Пребывание мое во втором классе ознаменовалось двумя происшествиями, из которых первое было трагическим. В воскресение утром, в одном из верхних пустых классов, в углу под иконой, был найден мертвым мой сосед по парте, Колоколов Около него стояла на половину пустая бутылка нашатырного спирта... Он был пансионером и, вероятно, когда все ушли в церковь на обедню, незаметно пробрался в пустой класс и покончил с собой. Что побудило его к этому, осталось для нас навсегда неизвестным.

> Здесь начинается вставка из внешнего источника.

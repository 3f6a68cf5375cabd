use std::io::{self, Write};

use anyhow::Result;
use tokio::io::{AsyncBufReadExt, BufReader};
use tracing::debug;

use crate::application::{IgnoreReason, SubmitOutcome};
use crate::connector::api::terminal::TerminalRenderer;

use super::super::Container;

const QUIT_COMMAND: &str = "/quit";

pub struct ChatController<'a> {
    container: &'a Container,
}

impl<'a> ChatController<'a> {
    pub fn new(container: &'a Container) -> Self {
        Self { container }
    }

    /// Interactive loop: each stdin line is a submit, replies are typed out.
    ///
    /// `/quit` leaves at once and drops a reply in flight; end of input
    /// waits for the current exchange to finish first.
    pub async fn chat(&self) -> Result<String> {
        let session = self.container.start_session();
        let mut render = session.subscribe();
        let initial = render.borrow_and_update().clone();
        let mut renderer = TerminalRenderer::new(&initial);
        let mut stdout = io::stdout();
        renderer.greet(&initial, &mut stdout)?;

        let mut lines = BufReader::new(tokio::io::stdin()).lines();
        let mut exchanges = 0usize;
        let mut drain = true;

        loop {
            tokio::select! {
                line = lines.next_line() => match line? {
                    None => break,
                    Some(line) if line.trim() == QUIT_COMMAND => {
                        drain = false;
                        break;
                    }
                    Some(line) => match session.submit(line).await? {
                        SubmitOutcome::Accepted(id) => {
                            debug!("Submitted exchange {}", id);
                            exchanges += 1;
                        }
                        SubmitOutcome::Ignored(IgnoreReason::Busy(_)) => {
                            writeln!(stdout, "(still replying, message not sent)")?;
                        }
                        SubmitOutcome::Ignored(_) => {}
                    },
                },
                changed = render.changed() => {
                    if changed.is_err() {
                        break;
                    }
                    let state = render.borrow_and_update().clone();
                    renderer.render(&state, &mut stdout)?;
                }
            }
        }

        if drain {
            let state = session.wait_idle().await?;
            renderer.render(&state, &mut stdout)?;
        }
        session.shutdown().await;

        Ok(format!("Session ended after {exchanges} exchange(s)."))
    }
}
use std::sync::LazyLock;

use regex::Regex;

static CARRIAGE_RETURNS: LazyLock<Regex> =
    LazyLock::new(|| Regex::new(r"\r+\n").expect("Invalid carriage return regex"));
static NEWLINE_RUNS: LazyLock<Regex> =
    LazyLock::new(|| Regex::new(r"\n{2,}").expect("Invalid newline run regex"));
static SPACE_RUNS: LazyLock<Regex> =
    LazyLock::new(|| Regex::new(r"[^\S\n]{2,}").expect("Invalid space run regex"));

/// Normalize a raw model reply for display.
///
/// Literal `\n` escapes become real newlines, CRLF becomes LF, newline runs
/// collapse to one blank line, other whitespace runs collapse to one space and
/// the ends are trimmed. The passes are ordered so that the output is a fixed
/// point: `format_reply(&format_reply(x)) == format_reply(x)`.
pub fn format_reply(raw: &str) -> String {
    if raw.is_empty() {
        return String::new();
    }

    let unescaped = raw.replace("\\n", "\n");
    let unix = CARRIAGE_RETURNS.replace_all(&unescaped, "\n");
    let paragraphs = NEWLINE_RUNS.replace_all(&unix, "\n\n");
    let spaced = SPACE_RUNS.replace_all(&paragraphs, " ");

    spaced.trim().to_string()
}

#[cfg(test)]
mod tests {
    use super::*;

    #[test]
    fn trims_and_collapses_blank_lines() {
        assert_eq!(
            format_reply("  Hi there!\n\n\nHow are you?  "),
            "Hi there!\n\nHow are you?"
        );
    }

    #[test]
    fn collapses_inline_whitespace() {
        assert_eq!(format_reply("a   b\t\tc d"), "a b c d");
    }

    #[test]
    fn single_tab_is_kept() {
        assert_eq!(format_reply("a\tb"), "a\tb");
    }

    #[test]
    fn unescapes_literal_newlines() {
        assert_eq!(format_reply(r"line one\nline two"), "line one\nline two");
        assert_eq!(format_reply(r"a\n\n\n\nb"), "a\n\nb");
    }

    #[test]
    fn normalizes_crlf() {
        assert_eq!(format_reply("a\r\n\r\n\r\nb"), "a\n\nb");
    }

    #[test]
    fn empty_and_blank_inputs_map_to_empty() {
        assert_eq!(format_reply(""), "");
        assert_eq!(format_reply("   \n\t  "), "");
    }

    #[test]
    fn formatting_is_idempotent() {
        let samples = [
            "",
            " ",
            "plain",
            "  Hi there!\n\n\nHow are you?  ",
            "a \n  \n\n b",
            "\r\\n",
            "\r\r\n\r\nx",
            "x\\\\ny",
            "tab\t \tseparated\n\n\n\n\nend\\n",
            "  \\n  leading escape",
            "unicode\u{00a0}\u{00a0}space",
        ];

        for sample in samples {
            let once = format_reply(sample);
            let twice = format_reply(&once);
            assert_eq!(once, twice, "not idempotent for {sample:?}");
        }
    }
}
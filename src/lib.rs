pub mod application;
pub mod cli;
pub mod connector;
pub mod domain;

pub use application::{
    ChatClient, ChatSession, ChatSessionHandle, CompletionGateway, Conversation, IgnoreReason,
    RevealEvent, SessionOptions, SubmitOutcome, Typewriter, TypewriterEngine,
};

pub use cli::Commands;

pub use connector::{
    chat_router, CannedGateway, HttpGateway, OpenAiCompatClient, ProviderGateway,
};

pub use domain::{
    format_reply, DomainError, ExchangeId, FailureKind, GatewayError, GatewayResult, Phase,
    RenderState, Speaker, Turn,
};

Вторым происшествием было то, что на масленой неделе я заболел сильной формой крупозного воспаления легких, которое повторилось три раза подряд. Спас мою жизнь наш домашний врач Габричевский, но когда на самую Пасху у меня начался третий кризис, врач предупредил мою мать, что у него осталось мало надежды на благополучный исход. Но я все же поправился, и мать настаивала, чтобы я держал переходные (109) экзамены в третий класс. Этому совершенно справедливо воспротивилось гимназическое начальство, приводя, однако, невероятный аргумент. Оно находило, что, оставшись на второй год, я получу возможность усовершенствоваться во французском языке. Надо сказать, что в классе я был единственным учеником, свободно говорящим и пишущим по-французски. Мать взяла меня из гимназии, и осенью того же года я вновь поступил в нее, уже в третий класс.

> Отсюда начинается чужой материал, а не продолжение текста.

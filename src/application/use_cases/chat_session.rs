use std::sync::Arc;
use std::time::Duration;

use tokio::sync::{mpsc, oneshot, watch};
use tokio::task::JoinHandle;
use tokio_util::sync::CancellationToken;
use tracing::{debug, info, warn};

use crate::application::CompletionGateway;
use crate::domain::{DomainError, ExchangeId, GatewayResult, RenderState, Turn};

use super::conversation::{Conversation, IgnoreReason, OutboundPrompt, ReplyAction};
use super::typewriter::{RevealEvent, TypewriterEngine, DEFAULT_REVEAL_PERIOD};

const COMMAND_BUFFER: usize = 32;

/// Result of a submit as seen by the caller.
#[derive(Debug, Clone, Copy, PartialEq, Eq)]
pub enum SubmitOutcome {
    Accepted(ExchangeId),
    Ignored(IgnoreReason),
}

impl SubmitOutcome {
    pub fn is_accepted(&self) -> bool {
        matches!(self, SubmitOutcome::Accepted(_))
    }
}

#[derive(Debug, Clone)]
pub struct SessionOptions {
    pub reveal_period: Duration,
    pub conversation: Conversation,
}

impl Default for SessionOptions {
    fn default() -> Self {
        Self {
            reveal_period: DEFAULT_REVEAL_PERIOD,
            conversation: Conversation::new(),
        }
    }
}

impl SessionOptions {
    pub fn with_reveal_period(mut self, period: Duration) -> Self {
        self.reveal_period = period;
        self
    }

    pub fn with_conversation(mut self, conversation: Conversation) -> Self {
        self.conversation = conversation;
        self
    }
}

enum Command {
    Submit {
        text: String,
        reply: oneshot::Sender<SubmitOutcome>,
    },
    SetInput {
        text: String,
    },
    PressEnter {
        shift: bool,
        reply: oneshot::Sender<SubmitOutcome>,
    },
    Transcript {
        reply: oneshot::Sender<Vec<Turn>>,
    },
}

/// Async driver for a [`Conversation`].
///
/// One task owns the conversation, the typewriter and its timer, so all
/// transitions happen in order on a single execution context. Gateway calls
/// run on their own task and report back through a channel; after teardown
/// the channel is gone and a late result is simply dropped.
pub struct ChatSession {
    conversation: Conversation,
    engine: TypewriterEngine,
    gateway: Arc<dyn CompletionGateway>,
    commands: mpsc::Receiver<Command>,
    replies_tx: mpsc::UnboundedSender<(ExchangeId, GatewayResult)>,
    replies_rx: mpsc::UnboundedReceiver<(ExchangeId, GatewayResult)>,
    render_tx: watch::Sender<RenderState>,
    cancel: CancellationToken,
}

impl ChatSession {
    pub fn spawn(gateway: Arc<dyn CompletionGateway>, options: SessionOptions) -> ChatSessionHandle {
        let (commands_tx, commands) = mpsc::channel(COMMAND_BUFFER);
        let (replies_tx, replies_rx) = mpsc::unbounded_channel();
        let (render_tx, render_rx) = watch::channel(options.conversation.render());
        let cancel = CancellationToken::new();

        let session = ChatSession {
            conversation: options.conversation,
            engine: TypewriterEngine::new(options.reveal_period),
            gateway,
            commands,
            replies_tx,
            replies_rx,
            render_tx,
            cancel: cancel.clone(),
        };

        info!(
            "Chat session started (gateway={}, reveal={}ms)",
            session.gateway.name(),
            session.engine.period().as_millis()
        );
        let task = tokio::spawn(session.run());

        ChatSessionHandle {
            commands: commands_tx,
            render: render_rx,
            cancel,
            task: Some(task),
        }
    }

    async fn run(mut self) {
        loop {
            tokio::select! {
                biased;

                _ = self.cancel.cancelled() => break,

                command = self.commands.recv() => match command {
                    Some(command) => self.handle_command(command),
                    None => break,
                },

                Some((id, result)) = self.replies_rx.recv() => self.handle_reply(id, result),

                event = self.engine.next_event(), if self.engine.is_active() => {
                    self.handle_reveal(event)
                }
            }
            self.publish();
        }

        self.engine.cancel();
        self.conversation.teardown();
        self.publish();
        info!("Chat session closed");
    }

    fn handle_command(&mut self, command: Command) {
        match command {
            Command::Submit { text, reply } => {
                let outcome = self.conversation.submit(&text);
                let outcome = self.dispatch(outcome);
                self.publish();
                let _ = reply.send(outcome);
            }
            Command::SetInput { text } => {
                self.conversation.set_input(text);
            }
            Command::PressEnter { shift, reply } => {
                let outcome = self.conversation.press_enter(shift);
                let outcome = self.dispatch(outcome);
                self.publish();
                let _ = reply.send(outcome);
            }
            Command::Transcript { reply } => {
                let _ = reply.send(self.conversation.transcript().to_vec());
            }
        }
    }

    fn dispatch(&mut self, outcome: Result<OutboundPrompt, IgnoreReason>) -> SubmitOutcome {
        let outbound = match outcome {
            Ok(outbound) => outbound,
            Err(reason) => return SubmitOutcome::Ignored(reason),
        };

        let OutboundPrompt { id, prompt } = outbound;
        let gateway = Arc::clone(&self.gateway);
        let replies = self.replies_tx.clone();
        tokio::spawn(async move {
            let result = gateway.complete(&prompt).await;
            if replies.send((id, result)).is_err() {
                debug!("Session gone, dropping result for {}", id);
            }
        });

        SubmitOutcome::Accepted(id)
    }

    fn handle_reply(&mut self, id: ExchangeId, result: GatewayResult) {
        match self.conversation.on_gateway_result(id, result) {
            ReplyAction::Reveal(text) => self.engine.retarget(text),
            ReplyAction::Failed(kind) => {
                warn!("Exchange {} failed ({}), showing fallback", id, kind);
            }
            ReplyAction::Discarded => {}
        }
    }

    fn handle_reveal(&mut self, event: RevealEvent) {
        match event {
            RevealEvent::Progress { revealed } => self.conversation.on_reveal_progress(revealed),
            RevealEvent::Completed { text } => {
                self.conversation.on_reveal_progress(text.chars().count());
                self.conversation.on_reveal_complete();
            }
        }
    }

    fn publish(&self) {
        let next = self.conversation.render();
        self.render_tx.send_if_modified(|current| {
            if *current == next {
                false
            } else {
                *current = next;
                true
            }
        });
    }
}

/// Caller side of a running [`ChatSession`].
///
/// Dropping the handle tears the session down.
pub struct ChatSessionHandle {
    commands: mpsc::Sender<Command>,
    render: watch::Receiver<RenderState>,
    cancel: CancellationToken,
    task: Option<JoinHandle<()>>,
}

impl ChatSessionHandle {
    /// Submit `text` as a user turn. Resolves once the session has decided.
    pub async fn submit(&self, text: impl Into<String>) -> Result<SubmitOutcome, DomainError> {
        let (reply, rx) = oneshot::channel();
        self.send(Command::Submit {
            text: text.into(),
            reply,
        })
        .await?;
        rx.await
            .map_err(|_| DomainError::session_closed("submit was not answered"))
    }

    pub async fn set_input(&self, text: impl Into<String>) -> Result<(), DomainError> {
        self.send(Command::SetInput { text: text.into() }).await
    }

    pub async fn press_enter(&self, shift: bool) -> Result<SubmitOutcome, DomainError> {
        let (reply, rx) = oneshot::channel();
        self.send(Command::PressEnter { shift, reply }).await?;
        rx.await
            .map_err(|_| DomainError::session_closed("enter was not answered"))
    }

    pub async fn transcript(&self) -> Result<Vec<Turn>, DomainError> {
        let (reply, rx) = oneshot::channel();
        self.send(Command::Transcript { reply }).await?;
        rx.await
            .map_err(|_| DomainError::session_closed("transcript was not answered"))
    }

    pub fn subscribe(&self) -> watch::Receiver<RenderState> {
        self.render.clone()
    }

    pub fn render_state(&self) -> RenderState {
        self.render.borrow().clone()
    }

    /// Wait until the session is idle again.
    pub async fn wait_idle(&self) -> Result<RenderState, DomainError> {
        let mut render = self.render.clone();
        let state = render
            .wait_for(RenderState::is_idle)
            .await
            .map_err(|_| DomainError::session_closed("render channel closed"))?;
        Ok(state.clone())
    }

    /// Cancel any reveal in progress and stop the session task.
    pub async fn shutdown(mut self) {
        self.cancel.cancel();
        if let Some(task) = self.task.take() {
            if let Err(e) = task.await {
                warn!("Chat session task ended abnormally: {}", e);
            }
        }
    }

    async fn send(&self, command: Command) -> Result<(), DomainError> {
        self.commands
            .send(command)
            .await
            .map_err(|_| DomainError::session_closed("session task has stopped"))
    }
}

impl Drop for ChatSessionHandle {
    fn drop(&mut self) {
        self.cancel.cancel();
    }
}

#[cfg(test)]
mod tests {
    use std::sync::atomic::{AtomicUsize, Ordering};

    use async_trait::async_trait;

    use super::*;
    use crate::application::FALLBACK_MESSAGE;
    use crate::domain::{GatewayError, Phase};

    struct SlowEcho {
        delay: Duration,
        calls: AtomicUsize,
    }

    #[async_trait]
    impl CompletionGateway for SlowEcho {
        async fn complete(&self, prompt: &str) -> GatewayResult {
            self.calls.fetch_add(1, Ordering::SeqCst);
            tokio::time::sleep(self.delay).await;
            Ok(format!("echo {prompt}"))
        }

        fn name(&self) -> &str {
            "slow-echo"
        }
    }

    struct Failing;

    #[async_trait]
    impl CompletionGateway for Failing {
        async fn complete(&self, _prompt: &str) -> GatewayResult {
            Err(GatewayError::upstream("provider rejected the request"))
        }

        fn name(&self) -> &str {
            "failing"
        }
    }

    fn options() -> SessionOptions {
        SessionOptions::default()
            .with_conversation(Conversation::with_transcript(Vec::new()))
            .with_reveal_period(Duration::from_millis(30))
    }

    #[tokio::test(start_paused = true)]
    async fn reply_streams_then_commits() {
        let gateway = Arc::new(SlowEcho {
            delay: Duration::from_millis(500),
            calls: AtomicUsize::new(0),
        });
        let handle = ChatSession::spawn(gateway.clone(), options());
        let mut render = handle.subscribe();

        let outcome = handle.submit("hi").await.unwrap();
        assert!(outcome.is_accepted());

        let thinking = render.wait_for(|s| s.thinking).await.unwrap().clone();
        assert_eq!(thinking.latest_turn, Some(Turn::user("hi")));
        assert!(!thinking.input_enabled);

        let streaming = render
            .wait_for(|s| s.streaming && !s.revealed.is_empty())
            .await
            .unwrap()
            .clone();
        assert!("echo hi".starts_with(&streaming.revealed));

        let idle = handle.wait_idle().await.unwrap();
        assert_eq!(idle.latest_turn, Some(Turn::assistant("echo hi")));
        assert!(idle.input_enabled);
        assert_eq!(gateway.calls.load(Ordering::SeqCst), 1);

        handle.shutdown().await;
    }

    #[tokio::test(start_paused = true)]
    async fn submit_while_busy_is_ignored() {
        let gateway = Arc::new(SlowEcho {
            delay: Duration::from_secs(2),
            calls: AtomicUsize::new(0),
        });
        let handle = ChatSession::spawn(gateway.clone(), options());

        let first = handle.submit("one").await.unwrap();
        let second = handle.submit("two").await.unwrap();

        assert!(first.is_accepted());
        assert_eq!(
            second,
            SubmitOutcome::Ignored(IgnoreReason::Busy(Phase::Thinking))
        );

        handle.wait_idle().await.unwrap();
        let transcript = handle.transcript().await.unwrap();
        assert_eq!(
            transcript,
            vec![Turn::user("one"), Turn::assistant("echo one")]
        );
        assert_eq!(gateway.calls.load(Ordering::SeqCst), 1);

        handle.shutdown().await;
    }

    #[tokio::test(start_paused = true)]
    async fn failure_goes_straight_back_to_idle() {
        let handle = ChatSession::spawn(Arc::new(Failing), options());
        let mut render = handle.subscribe();

        handle.submit("test").await.unwrap();
        let state = render.wait_for(|s| s.turn_count == 2).await.unwrap().clone();

        assert!(state.is_idle());
        assert!(!state.streaming);
        assert_eq!(
            state.latest_turn,
            Some(Turn::assistant(FALLBACK_MESSAGE))
        );

        handle.shutdown().await;
    }

    #[tokio::test(start_paused = true)]
    async fn shutdown_mid_call_drops_late_result() {
        let gateway = Arc::new(SlowEcho {
            delay: Duration::from_secs(1),
            calls: AtomicUsize::new(0),
        });
        let handle = ChatSession::spawn(gateway, options());
        let render = handle.subscribe();

        handle.submit("bye").await.unwrap();
        handle.shutdown().await;
        tokio::time::sleep(Duration::from_secs(2)).await;

        let last = render.borrow().clone();
        assert!(last.is_idle());
        assert_eq!(last.turn_count, 1);
    }

    #[tokio::test(start_paused = true)]
    async fn enter_submits_input_buffer() {
        let gateway = Arc::new(SlowEcho {
            delay: Duration::from_millis(10),
            calls: AtomicUsize::new(0),
        });
        let handle = ChatSession::spawn(gateway, options());

        handle.set_input("typed text").await.unwrap();
        assert_eq!(
            handle.press_enter(true).await.unwrap(),
            SubmitOutcome::Ignored(IgnoreReason::ModifiedEnter)
        );
        assert!(handle.press_enter(false).await.unwrap().is_accepted());

        let idle = handle.wait_idle().await.unwrap();
        assert_eq!(idle.latest_turn, Some(Turn::assistant("echo typed text")));
        assert_eq!(idle.input, "");

        handle.shutdown().await;
    }
}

Казалось, что все вышло удачно и что я смогу успешно проходить гимназический курс. Но тут я потерпел свою первую жизненную неудачу. Мне исполнилось 13 лет, и для меня "пришла пора любви и грусти нежной". Как я уже сказал раньше, приход этой поры сопровождался у меня большими психологическими потрясениями. Я совершенно изменился и из ребенка сделался юношей с бурным темпераментом и неукротимым характером. Учился я очень плохо, и дома жизнь для меня стала адом. Каждый день на меня сыпались упреки, и я больше ни от кого не слышал ласкового слова. Я совершенно ушел в себя и научился скрывать свои мысли и чувства. Если раньше я обожал свою мать, то теперь начал ее избегать. Не будучи в состоянии просто учиться, я стал изучать технику учения в гимназии, т. е. методы, по которым можно было с наименьшей затратой энергии переходить из класса в класс и, наконец, окончить курс. Пусть не подумают, что я легко переживал свою первую жизненную неудачу. В душе я прекрасно сознавал всю неправильность своего положения, но не мог обрести того морального равновесия, кото рое легко вывело бы меня из него. Хуже всего было то, что мать, отдавая меня в гимназию, сказала: "Ты должен окончить гимназию. Как ты это сделаешь - это твое дело, я в это вмешиваться не буду, но и помогать не стану". Я был очень горд этими словами матери, и тем паче мое самолюбие страдало от первой неудачи. Вот тут-то и сказался недостаток системы воспитания "в страхе Божием". В это тяжелое время никто не протянул мне руку помощи и не заглянул в мою душу, а в ней царила тьма... Нечего и говорить, что я остался на второй год в третьем классе.